__WORK INSTRUCTION__
Go through the records underneath and write each one out again exactly.

───── DATA SHOWN

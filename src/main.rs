// geopack - Geospatial feature export service
// Licensed under the MIT License

use clap::Parser;
use geopack::cli::{Cli, Commands};
use geopack::config::LoggingConfig;
use geopack::logging::init_logging;
use std::process;

#[tokio::main]
async fn main() {
    // Load environment variables from .env file if present
    // This is optional - if .env doesn't exist, it's silently ignored
    let _ = dotenvy::dotenv();

    // Parse CLI arguments
    let cli = Cli::parse();

    // Initialize logging with console-only config (no file logging for CLI)
    let log_level = cli.log_level.as_deref().unwrap_or("info");
    let logging_config = LoggingConfig {
        local_enabled: false, // Disable file logging for CLI
        local_path: String::new(),
        local_rotation: "daily".to_string(),
        local_max_size_mb: 100,
    };
    let _logging_guard = match init_logging(log_level, &logging_config) {
        Ok(guard) => guard,
        Err(e) => {
            eprintln!("Failed to initialize logging: {e}");
            process::exit(5);
        }
    };

    tracing::info!(
        version = env!("CARGO_PKG_VERSION"),
        "geopack - Geospatial feature export service"
    );

    // Execute command and get exit code
    let exit_code = match execute_command(&cli).await {
        Ok(code) => code,
        Err(e) => {
            tracing::error!(error = %e, "Command execution failed");
            eprintln!("Error: {e}");
            5 // Fatal error exit code
        }
    };

    process::exit(exit_code);
}

/// Execute the CLI command
async fn execute_command(cli: &Cli) -> anyhow::Result<i32> {
    match &cli.command {
        Commands::Compile(args) => args.execute().await,
        Commands::Watch(args) => args.execute(&cli.config).await,
        Commands::ValidateConfig(args) => args.execute(&cli.config).await,
        Commands::Init(args) => args.execute().await,
    }
}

──────────

__WRITTEN RESPONSE__
filename src/main.rs
// geopack - Geospatial feature export service
// Licensed under the MIT License

use clap::Parser;
use geopack::cli::{Cli, Commands};
use geopack::config::LoggingConfig;
use geopack::logging::init_logging;
use std::process;

#[tokio::main]
async fn main() {
    // Load environment variables from .env file if present
    // This is optional - if .env doesn't exist, it's silently ignored
    let _ = dotenvy::dotenv();

    // Parse CLI arguments
    let cli = Cli::parse();

    // Initialize logging with console-only config (no file logging for CLI)
    let log_level = cli.log_level.as_deref().unwrap_or("info");
    let logging_config = LoggingConfig {
        local_enabled: false, // Disable file logging for CLI
        local_path: String::new(),
        local_rotation: "daily".to_string(),
        local_max_size_mb: 100,
    };
    let _logging_guard = match init_logging(log_level, &logging_config) {
        Ok(guard) => guard,
        Err(e) => {
            eprintln!("Failed to initialize logging: {e}");
            process::exit(5);
        }
    };

    tracing::info!(
        version = env!("CARGO_PKG_VERSION"),
        "geopack - Geospatial feature export service"
    );

    // Execute command and get exit code
    let exit_code = match execute_command(&cli).await {
        Ok(code) => code,
        Err(e) => {
            tracing::error!(error = %e, "Command execution failed");
            eprintln!("Error: {e}");
            5 // Fatal error exit code
        }
    };

    process::exit(exit_code);
}

/// Execute the CLI command
async fn execute_command(cli: &Cli) -> anyhow::Result<i32> {
    match &cli.command {
        Commands::Compile(args) => args.execute().await,
        Commands::Watch(args) => args.execute(&cli.config).await,
        Commands::ValidateConfig(args) => args.execute(&cli.config).await,
        Commands::Init(args) => args.execute().await,
    }
}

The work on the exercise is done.